Apache Spark + RAPIDS: The Future of Enterprise Data Science with Native GPU Acceleration.

By: Clement Farabet and Matei Zaharia

Data scientists spend a considerable amount of time exploring data, iterating over machine learning (ML) experiments. Every hour of compute required to sort through datasets, extract features, fit ML algorithms, hinders the ability of data scientists to drive towards results.

Apache Spark™ is the most popular data processing engine in data centers for data science. It is used for interactive data science, from data preparation, to running ML experiments, and all the way to deployment of ML applications. Apache Spark™ has a vibrant community, with thousands of contributors worldwide. A few months ago a new Apache Spark™ effort named Project Hydrogen was announced. Project Hydrogen enables Apache Spark to schedule and run jobs with multiple distributed ML frameworks, and to run these jobs on GPUs.

RAPIDS is NVIDIA’s open-source accelerated platform for data science built on CUDA, launched today and available at www.rapids.ai. We believe that data science workflows can benefit tremendously from being accelerated, to enable data scientists to explore many more and larger datasets to drive towards their business goals, faster, and more reliably.

Databricks, which was founded by the original creators of Apache Spark, continues to contribute to the Apache Spark™ project as the basis for the Databricks Unified Analytics Platform, which provides a unified platform for data and AI. Matei Zaharia, Chief Technologist at Databricks, commented on the RAPIDS platform: “Databricks is excited about RAPIDS’ potential to accelerate Apache Spark workloads. Databricks has multiple ongoing projects to integrate Spark better with native accelerators, including Apache Arrow support and GPU scheduling with Project Hydrogen, and we believe that RAPIDS is an exciting new opportunity to scale our customers’ data science and AI workloads.”

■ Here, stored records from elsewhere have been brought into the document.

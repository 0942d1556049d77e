//! Audit artifacts the orchestration backend records per message.
//!
//! Both kinds are append-only on the server and never mutated by the client.

use chrono::{DateTime, Utc};
use serde::{Deserialize, Serialize};

use crate::types::{MessageId, RoomId};

/// Which stage of the orchestrator issued an LLM call.
#[derive(Debug, Clone, PartialEq, Eq, Serialize, Deserialize)]
#[serde(from = "String", into = "String")]
pub enum CallType {
    IntentAnalysis,
    FallbackSelection,
    ResponseGeneration,
    Other(String),
}

impl CallType {
    pub fn as_str(&self) -> &str {
        match self {
            CallType::IntentAnalysis => "intent_analysis",
            CallType::FallbackSelection => "fallback_selection",
            CallType::ResponseGeneration => "response_generation",
            CallType::Other(raw) => raw,
        }
    }

    pub fn label(&self) -> &str {
        match self {
            CallType::IntentAnalysis => "Intent Analysis",
            CallType::FallbackSelection => "Fallback Selection",
            CallType::ResponseGeneration => "Response Generation",
            CallType::Other(raw) => raw,
        }
    }
}

impl From<String> for CallType {
    fn from(raw: String) -> Self {
        match raw.as_str() {
            "intent_analysis" => CallType::IntentAnalysis,
            "fallback_selection" => CallType::FallbackSelection,
            "response_generation" => CallType::ResponseGeneration,
            _ => CallType::Other(raw),
        }
    }
}

impl From<CallType> for String {
    fn from(call_type: CallType) -> Self {
        call_type.as_str().to_string()
    }
}

/// A call either produced a response body or failed with an error, never both.
#[derive(Debug, Clone, PartialEq, Eq)]
pub enum CallOutcome {
    Response(String),
    Error(String),
}

impl CallOutcome {
    pub fn is_error(&self) -> bool {
        matches!(self, CallOutcome::Error(_))
    }
}

/// One backend call to a language model.
#[derive(Debug, Clone, PartialEq, Deserialize)]
#[serde(from = "LogRecordWire")]
pub struct LogRecord {
    pub id: i64,
    pub message_id: MessageId,
    pub room_id: RoomId,
    pub call_type: CallType,
    pub model_name: String,
    pub temperature: f64,
    pub max_tokens: u32,
    /// Request payload as JSON text
    pub request_body: String,
    pub outcome: CallOutcome,
    pub prompt_tokens: u32,
    pub completion_tokens: u32,
    pub latency_ms: u64,
    pub created_at: Option<DateTime<Utc>>,
}

impl LogRecord {
    pub fn total_tokens(&self) -> u32 {
        self.prompt_tokens.saturating_add(self.completion_tokens)
    }
}

#[derive(Deserialize)]
struct LogRecordWire {
    #[serde(default)]
    id: i64,
    #[serde(default)]
    message_id: MessageId,
    #[serde(default)]
    room_id: RoomId,
    call_type: CallType,
    #[serde(default)]
    model_name: String,
    #[serde(default)]
    temperature: f64,
    #[serde(default)]
    max_tokens: u32,
    #[serde(default)]
    request_body: String,
    #[serde(default)]
    response_body: String,
    #[serde(default)]
    error_message: String,
    #[serde(default)]
    prompt_tokens: u32,
    #[serde(default)]
    completion_tokens: u32,
    #[serde(default)]
    latency_ms: u64,
    #[serde(default)]
    created_at: Option<DateTime<Utc>>,
}

impl From<LogRecordWire> for LogRecord {
    fn from(wire: LogRecordWire) -> Self {
        let outcome = if wire.error_message.is_empty() {
            CallOutcome::Response(wire.response_body)
        } else {
            CallOutcome::Error(wire.error_message)
        };

        Self {
            id: wire.id,
            message_id: wire.message_id,
            room_id: wire.room_id,
            call_type: wire.call_type,
            model_name: wire.model_name,
            temperature: wire.temperature,
            max_tokens: wire.max_tokens,
            request_body: wire.request_body,
            outcome,
            prompt_tokens: wire.prompt_tokens,
            completion_tokens: wire.completion_tokens,
            latency_ms: wire.latency_ms,
            created_at: wire.created_at,
        }
    }
}

/// Stage of the orchestrator's reply pipeline.
#[derive(Debug, Clone, PartialEq, Eq, Serialize, Deserialize)]
#[serde(from = "String", into = "String")]
pub enum StepType {
    ParseMentions,
    IntentAnalysis,
    FallbackSelection,
    ApplyForceInclude,
    ApplyForceExclude,
    CharacterSelection,
    ResponseGeneration,
    Other(String),
}

impl StepType {
    pub fn as_str(&self) -> &str {
        match self {
            StepType::ParseMentions => "parse_mentions",
            StepType::IntentAnalysis => "intent_analysis",
            StepType::FallbackSelection => "fallback_selection",
            StepType::ApplyForceInclude => "apply_force_include",
            StepType::ApplyForceExclude => "apply_force_exclude",
            StepType::CharacterSelection => "character_selection",
            StepType::ResponseGeneration => "response_generation",
            StepType::Other(raw) => raw,
        }
    }

    pub fn label(&self) -> &str {
        match self {
            StepType::ParseMentions => "Parse @ and ! commands",
            StepType::IntentAnalysis => "Intent Analysis",
            StepType::FallbackSelection => "Fallback Selection",
            StepType::ApplyForceInclude => "Force Include Characters",
            StepType::ApplyForceExclude => "Force Exclude Characters",
            StepType::CharacterSelection => "Final Character Selection",
            StepType::ResponseGeneration => "Generate Response",
            StepType::Other(raw) => raw,
        }
    }
}

impl From<String> for StepType {
    fn from(raw: String) -> Self {
        match raw.as_str() {
            "parse_mentions" => StepType::ParseMentions,
            "intent_analysis" => StepType::IntentAnalysis,
            "fallback_selection" => StepType::FallbackSelection,
            "apply_force_include" => StepType::ApplyForceInclude,
            "apply_force_exclude" => StepType::ApplyForceExclude,
            "character_selection" => StepType::CharacterSelection,
            "response_generation" => StepType::ResponseGeneration,
            _ => StepType::Other(raw),
        }
    }
}

impl From<StepType> for String {
    fn from(step_type: StepType) -> Self {
        step_type.as_str().to_string()
    }
}

/// One stage of the reasoning that produced a reply.
#[derive(Debug, Clone, PartialEq, Serialize, Deserialize)]
pub struct DecisionStep {
    #[serde(default)]
    pub id: i64,
    #[serde(default)]
    pub message_id: MessageId,
    #[serde(default)]
    pub room_id: RoomId,
    /// Display order within the message's pipeline
    pub step_order: i32,
    pub step_type: StepType,
    #[serde(default)]
    pub input_data: String,
    #[serde(default)]
    pub output_data: String,
    #[serde(default)]
    pub llm_call_log_id: i64,
    #[serde(default)]
    pub reason: String,
    #[serde(default)]
    pub created_at: Option<DateTime<Utc>>,
}

#[cfg(test)]
mod tests {
    use super::*;

    #[test]
    fn empty_error_message_means_the_call_succeeded() {
        let json = r#"{"id":1,"message_id":5,"room_id":2,"call_type":"intent_analysis",
            "model_name":"gpt-4o","temperature":0.7,"max_tokens":512,
            "request_body":"{}","response_body":"{\"ok\":true}","prompt_tokens":100,
            "completion_tokens":20,"latency_ms":830,"error_message":"",
            "created_at":"2024-05-01T10:00:00Z"}"#;

        let record: LogRecord = serde_json::from_str(json).unwrap();

        assert_eq!(record.call_type, CallType::IntentAnalysis);
        assert_eq!(record.outcome, CallOutcome::Response("{\"ok\":true}".to_string()));
        assert_eq!(record.total_tokens(), 120);
    }

    #[test]
    fn error_message_replaces_the_response() {
        let json = r#"{"call_type":"response_generation","response_body":"partial",
            "error_message":"upstream timeout"}"#;

        let record: LogRecord = serde_json::from_str(json).unwrap();

        assert!(record.outcome.is_error());
        assert_eq!(record.outcome, CallOutcome::Error("upstream timeout".to_string()));
    }

    #[test]
    fn unknown_call_and_step_types_keep_their_raw_names() {
        assert_eq!(CallType::from("summarize".to_string()).label(), "summarize");

        let step: DecisionStep = serde_json::from_str(
            r#"{"step_order":3,"step_type":"memory_lookup","reason":"n/a"}"#,
        )
        .unwrap();
        assert_eq!(step.step_type, StepType::Other("memory_lookup".to_string()));
        assert_eq!(step.step_type.label(), "memory_lookup");
    }

    #[test]
    fn step_labels_cover_the_pipeline() {
        let labels: Vec<String> = [
            "parse_mentions",
            "intent_analysis",
            "fallback_selection",
            "apply_force_include",
            "apply_force_exclude",
            "character_selection",
            "response_generation",
        ]
        .into_iter()
        .map(|raw| StepType::from(raw.to_string()).label().to_string())
        .collect();

        assert_eq!(
            labels,
            vec![
                "Parse @ and ! commands",
                "Intent Analysis",
                "Fallback Selection",
                "Force Include Characters",
                "Force Exclude Characters",
                "Final Character Selection",
                "Generate Response",
            ]
        );
    }
}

NVIDIA is working on RAPIDS integration into Apache Spark™ through multiple stages. Up to now, and until the launch today, we’ve focused primarily on Python integration. We’re excited to immediately start collaborative work with Spark on the following new integrations:

  • Spark Streaming to single GPU cuDF
  • cuML and cuGraph integration
  • multi-GPU cuDF UDF
  • Longer-term, native integration